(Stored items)

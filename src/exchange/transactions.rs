// SPDX-License-Identifier: AGPL-3.0-or-later
//
// Copyright (C) 2026 Relational Network

//! Raw transaction intents and legacy (EIP-155) transaction signing.
//!
//! Nonce and gas price are caller-suppliable overrides. When either is
//! missing, both defaults come from one [`AccountInfo`] fetch so they are
//! never mixed from different snapshots.

use alloy::consensus::{SignableTransaction, TxEnvelope, TxLegacy};
use alloy::eips::eip2718::Encodable2718;
use alloy::network::TxSignerSync;
use alloy::primitives::{Address, Bytes, TxKind, U256};
use alloy::signers::local::PrivateKeySigner;

use crate::error::{Result, WalletError};
use crate::transport::AccountInfo;

/// Gas limit used when the caller does not set one.
pub const DEFAULT_GAS_LIMIT: u64 = 600_000;

/// A contract call or value transfer waiting to be signed.
#[derive(Debug, Clone, PartialEq, Eq)]
pub struct RawTxIntent {
    /// Destination address
    pub to: Address,
    /// Encoded selector and arguments
    pub data: Bytes,
    /// Value in wei
    pub value: U256,
    pub gas_limit: u64,
    /// Gas price in wei, fetched when `None`
    pub gas_price: Option<u128>,
    /// Fetched when `None`
    pub nonce: Option<u64>,
}

impl RawTxIntent {
    pub fn new(to: Address, data: impl Into<Bytes>) -> Self {
        Self {
            to,
            data: data.into(),
            value: U256::ZERO,
            gas_limit: DEFAULT_GAS_LIMIT,
            gas_price: None,
            nonce: None,
        }
    }

    pub fn with_value(mut self, value: U256) -> Self {
        self.value = value;
        self
    }

    pub fn with_gas_limit(mut self, gas_limit: u64) -> Self {
        self.gas_limit = gas_limit;
        self
    }

    pub fn with_gas_price(mut self, gas_price: u128) -> Self {
        self.gas_price = Some(gas_price);
        self
    }

    pub fn with_nonce(mut self, nonce: u64) -> Self {
        self.nonce = Some(nonce);
        self
    }

    /// Whether signing needs a fresh [`AccountInfo`].
    pub fn needs_account_info(&self) -> bool {
        self.nonce.is_none() || self.gas_price.is_none()
    }

    /// Build the unsigned legacy transaction.
    ///
    /// # Arguments
    /// * `info` - Fetched account state, required when [`Self::needs_account_info`]
    /// * `chain_id` - EIP-155 replay protection
    pub fn into_legacy(self, info: Option<&AccountInfo>, chain_id: u64) -> Result<TxLegacy> {
        let missing = || {
            WalletError::InvalidInput("Nonce and gas price need account info".to_string())
        };
        let nonce = match self.nonce {
            Some(nonce) => nonce,
            None => info.ok_or_else(missing)?.nonce,
        };
        let gas_price = match self.gas_price {
            Some(price) => price,
            None => info.ok_or_else(missing)?.fee_estimate,
        };

        Ok(TxLegacy {
            chain_id: Some(chain_id),
            nonce,
            gas_price,
            gas_limit: self.gas_limit,
            to: TxKind::Call(self.to),
            value: self.value,
            input: self.data,
        })
    }
}

/// Sign `tx` and return its EIP-2718 (RLP) encoding.
pub fn sign_legacy(signer: &PrivateKeySigner, mut tx: TxLegacy) -> Result<Vec<u8>> {
    let signature = signer
        .sign_transaction_sync(&mut tx)
        .map_err(|e| WalletError::Generation(format!("transaction signing failed: {e}")))?;
    let envelope = TxEnvelope::Legacy(tx.into_signed(signature));
    Ok(envelope.encoded_2718())
}
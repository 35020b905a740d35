// SPDX-License-Identifier: AGPL-3.0-or-later
//
// Copyright (C) 2026 Relational Network

//! Password-encrypted keystore wrapping a [`WalletData`] container.
//!
//! Format (JSON):
//! ```text
//! { "version": 1, "id": "<uuid>", "address": "0x…",
//!   "crypto": { "kdf": "pbkdf2-hmac-sha256", "iterations": N, "salt": b64,
//!               "cipher": "xchacha20-poly1305", "nonce": b64, "ciphertext": b64 } }
//! ```
//!
//! Derivation is CPU-bound and runs on tokio's blocking pool. Progress is
//! pushed to an optional callback from that worker; a [`CancellationToken`]
//! aborts it between PBKDF2 chunks.

use std::sync::Arc;

use serde::{Deserialize, Serialize};
use tokio_util::sync::CancellationToken;
use uuid::Uuid;

use super::container::WalletData;
use super::crypto::{self, b64, ProgressFn};
use crate::error::{Result, WalletError};

/// Current keystore envelope version.
pub const KEYSTORE_VERSION: u32 = 1;

const KDF_NAME: &str = "pbkdf2-hmac-sha256";
const CIPHER_NAME: &str = "xchacha20-poly1305";
const SALT_LEN: usize = 32;

/// Upper bound accepted from a keystore file, so a crafted blob cannot pin a core.
const MAX_ITERATIONS: u32 = 10_000_000;

/// KDF cost for newly written keystores.
#[derive(Debug, Clone, Copy, PartialEq, Eq)]
pub struct KeystoreParams {
    pub iterations: u32,
}

impl Default for KeystoreParams {
    fn default() -> Self {
        Self {
            iterations: 262_144,
        }
    }
}

/// Progress reporting and cancellation for one derivation.
#[derive(Clone, Default)]
pub struct KeystoreOptions {
    progress: Option<Arc<ProgressFn<'static>>>,
    cancel: CancellationToken,
}

impl KeystoreOptions {
    /// Receive monotonically increasing progress in `0..=100`.
    pub fn on_progress(mut self, callback: impl Fn(u8) + Send + Sync + 'static) -> Self {
        self.progress = Some(Arc::new(callback));
        self
    }

    /// Abort the derivation when `token` is cancelled.
    pub fn cancel_on(mut self, token: CancellationToken) -> Self {
        self.cancel = token;
        self
    }

    fn report(&self, percent: u8) {
        if let Some(callback) = &self.progress {
            callback(percent);
        }
    }
}

/// Read before the body so other versions are rejected on their tag alone.
#[derive(Deserialize)]
struct KeystoreHeader {
    version: u32,
}

#[derive(Debug, Clone, Serialize, Deserialize)]
struct EncryptedKeystore {
    version: u32,
    id: Uuid,
    address: String,
    crypto: KeystoreCrypto,
}

#[derive(Debug, Clone, Serialize, Deserialize)]
struct KeystoreCrypto {
    kdf: String,
    iterations: u32,
    #[serde(with = "b64")]
    salt: Vec<u8>,
    cipher: String,
    #[serde(with = "b64")]
    nonce: Vec<u8>,
    #[serde(with = "b64")]
    ciphertext: Vec<u8>,
}

/// Encrypt `data` under `password`.
pub async fn encrypt(
    data: &WalletData,
    password: &str,
    params: KeystoreParams,
    options: KeystoreOptions,
) -> Result<Vec<u8>> {
    // Only well-formed containers get wrapped
    data.format()?;
    let address = data.address()?;
    let plaintext = zeroize::Zeroizing::new(data.to_json()?.into_bytes());
    let password = crypto::normalize_password(password);

    let keystore = crypto::run_blocking(move || -> Result<EncryptedKeystore> {
        let salt = crypto::random_bytes::<SALT_LEN>()?;
        let key = crypto::pbkdf2_sha256_with_progress(
            password.as_bytes(),
            &salt,
            params.iterations,
            &|percent| options.report(percent),
            &options.cancel,
        )?;
        let (nonce, ciphertext) = crypto::seal(&key, &plaintext)?;

        Ok(EncryptedKeystore {
            version: KEYSTORE_VERSION,
            id: Uuid::new_v4(),
            address: address.to_checksum(None),
            crypto: KeystoreCrypto {
                kdf: KDF_NAME.to_string(),
                iterations: params.iterations,
                salt: salt.to_vec(),
                cipher: CIPHER_NAME.to_string(),
                nonce: nonce.to_vec(),
                ciphertext,
            },
        })
    })
    .await?;

    tracing::debug!(address = %keystore.address, id = %keystore.id, "Encrypted wallet keystore");
    Ok(serde_json::to_vec(&keystore)?)
}

/// Decrypt a keystore and return the validated container inside it.
pub async fn decrypt(blob: &[u8], password: &str) -> Result<WalletData> {
    let header: KeystoreHeader = serde_json::from_slice(blob)?;
    if header.version != KEYSTORE_VERSION {
        return Err(WalletError::Format(format!(
            "unsupported keystore version {}",
            header.version
        )));
    }

    let keystore: EncryptedKeystore = serde_json::from_slice(blob)?;
    if keystore.crypto.kdf != KDF_NAME || keystore.crypto.cipher != CIPHER_NAME {
        return Err(WalletError::Format(format!(
            "unsupported keystore scheme {}/{}",
            keystore.crypto.kdf, keystore.crypto.cipher
        )));
    }
    if keystore.crypto.iterations == 0 || keystore.crypto.iterations > MAX_ITERATIONS {
        return Err(WalletError::Integrity(format!(
            "keystore iteration count {} out of range",
            keystore.crypto.iterations
        )));
    }

    let password = crypto::normalize_password(password);
    let crypto_params = keystore.crypto.clone();
    let plaintext = crypto::run_blocking(move || {
        let key = crypto::pbkdf2_sha256(
            password.as_bytes(),
            &crypto_params.salt,
            crypto_params.iterations,
        )?;
        crypto::open(&key, &crypto_params.nonce, &crypto_params.ciphertext)
    })
    .await?;

    let data: WalletData = serde_json::from_slice(&plaintext)?;
    data.format()?;
    if data.address()? != parse_address(&keystore.address)? {
        return Err(WalletError::Integrity(
            "keystore address does not match its contents".to_string(),
        ));
    }
    Ok(data)
}

fn parse_address(input: &str) -> Result<alloy::primitives::Address> {
    input
        .parse()
        .map_err(|e| WalletError::Integrity(format!("invalid keystore address: {e}")))
}

#[cfg(test)]
mod tests {
    use super::*;
    use serde_json::json;
    use std::sync::Mutex;

    const LIGHT: KeystoreParams = KeystoreParams { iterations: 2_000 };

    fn container() -> WalletData {
        WalletData {
            kind: "derived".to_string(),
            version: 1,
            address: "0xf39Fd6e51aad88F6F4ce6aB8827279cffFb92266".to_string(),
            meta: json!({
                "privateKey": "0xac0974bec39a17e36ba4a6b4d238ff944bacb478cbed5efcae784d7bf4f2ff80"
            }),
        }
    }

    #[tokio::test]
    async fn encrypt_then_decrypt_returns_container() {
        let blob = encrypt(&container(), "hunter2", LIGHT, KeystoreOptions::default())
            .await
            .unwrap();
        let text = String::from_utf8(blob.clone()).unwrap();
        assert!(!text.contains("ac0974bec"));

        let back = decrypt(&blob, "hunter2").await.unwrap();
        assert_eq!(back, container());
    }

    #[tokio::test]
    async fn wrong_password_is_rejected() {
        let blob = encrypt(&container(), "hunter2", LIGHT, KeystoreOptions::default())
            .await
            .unwrap();
        let result = decrypt(&blob, "hunter3").await;
        assert!(matches!(result, Err(WalletError::Integrity(_))));
    }

    #[tokio::test]
    async fn progress_reaches_100() {
        let seen = Arc::new(Mutex::new(Vec::new()));
        let sink = Arc::clone(&seen);
        let options = KeystoreOptions::default().on_progress(move |p| sink.lock().unwrap().push(p));

        encrypt(&container(), "pw", LIGHT, options).await.unwrap();

        let seen = seen.lock().unwrap();
        assert_eq!(seen.first(), Some(&0));
        assert_eq!(seen.last(), Some(&100));
        assert!(seen.windows(2).all(|w| w[0] < w[1]));
    }

    #[tokio::test]
    async fn cancelled_derivation_fails() {
        let token = CancellationToken::new();
        token.cancel();
        let options = KeystoreOptions::default().cancel_on(token);
        let result = encrypt(&container(), "pw", KeystoreParams { iterations: 50_000 }, options).await;
        assert!(matches!(result, Err(WalletError::Generation(_))));
    }

    #[tokio::test]
    async fn unsupported_keystore_version_is_a_format_error() {
        let blob = encrypt(&container(), "pw", LIGHT, KeystoreOptions::default())
            .await
            .unwrap();
        let mut value: serde_json::Value = serde_json::from_slice(&blob).unwrap();
        value["version"] = json!(9);
        let result = decrypt(&serde_json::to_vec(&value).unwrap(), "pw").await;
        assert!(matches!(result, Err(WalletError::Format(_))));
    }

    #[tokio::test]
    async fn future_keystore_layout_is_a_format_error() {
        let blob = serde_json::to_vec(&json!({
            "version": 2,
            "id": Uuid::new_v4(),
            "address": "0xf39Fd6e51aad88F6F4ce6aB8827279cffFb92266",
            "envelope": { "scheme": "something-newer" }
        }))
        .unwrap();
        let result = decrypt(&blob, "pw").await;
        assert!(matches!(result, Err(WalletError::Format(_))));
    }

    #[tokio::test]
    async fn invalid_container_is_not_encrypted() {
        let mut data = container();
        data.kind = "mystery".to_string();
        let result = encrypt(&data, "pw", LIGHT, KeystoreOptions::default()).await;
        assert!(matches!(result, Err(WalletError::Format(_))));
    }

    #[tokio::test]
    async fn garbage_blob_is_an_integrity_error() {
        let result = decrypt(b"not a keystore", "pw").await;
        assert!(matches!(result, Err(WalletError::Integrity(_))));
    }
}
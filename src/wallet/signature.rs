// SPDX-License-Identifier: AGPL-3.0-or-later
//
// Copyright (C) 2026 Relational Network

//! Exposed signature shape: `{ r, s, v }` plus a compact 65-byte string.

use alloy::primitives::{Address, Signature, B256};
use serde::{Deserialize, Serialize};

use crate::error::{Result, WalletError};

/// An ECDSA signature split the way contracts consume it.
#[derive(Debug, Clone, PartialEq, Eq, Serialize, Deserialize)]
pub struct SignatureParts {
    /// `0x`-prefixed 32-byte hex
    pub r: String,
    /// `0x`-prefixed 32-byte hex
    pub s: String,
    /// Recovery id in the 27/28 convention
    pub v: u8,
}

impl SignatureParts {
    /// `0x` ‖ r ‖ s ‖ v as a single hex string.
    pub fn compact(&self) -> String {
        format!(
            "0x{}{}{:02x}",
            self.r.trim_start_matches("0x"),
            self.s.trim_start_matches("0x"),
            self.v
        )
    }

    /// `r` as a fixed 32-byte word.
    pub fn r_word(&self) -> Result<B256> {
        parse_word(&self.r)
    }

    /// `s` as a fixed 32-byte word.
    pub fn s_word(&self) -> Result<B256> {
        parse_word(&self.s)
    }

    /// Recover the signer of an already-prefixed 32-byte hash.
    pub fn recover_prehash(&self, prehash: &B256) -> Result<Address> {
        let r = self.r_word()?;
        let s = self.s_word()?;
        let parity = match self.v {
            27 => false,
            28 => true,
            other => {
                return Err(WalletError::InvalidInput(format!(
                    "Invalid recovery id {other}"
                )))
            }
        };
        Signature::from_scalars_and_parity(r, s, parity)
            .recover_address_from_prehash(prehash)
            .map_err(|e| WalletError::InvalidInput(format!("Signature recovery failed: {e}")))
    }
}

impl From<Signature> for SignatureParts {
    fn from(sig: Signature) -> Self {
        Self {
            r: format!("0x{}", alloy::hex::encode(sig.r().to_be_bytes::<32>())),
            s: format!("0x{}", alloy::hex::encode(sig.s().to_be_bytes::<32>())),
            v: 27 + u8::from(sig.v()),
        }
    }
}

fn parse_word(input: &str) -> Result<B256> {
    input
        .parse::<B256>()
        .map_err(|e| WalletError::InvalidInput(format!("Invalid signature word {input}: {e}")))
}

Task to complete ->
Wherever a line in the data above holds "scheme", copy that line.

Answer space ->
            "unsupported keystore scheme {}/{}",
            "envelope": { "scheme": "something-newer" }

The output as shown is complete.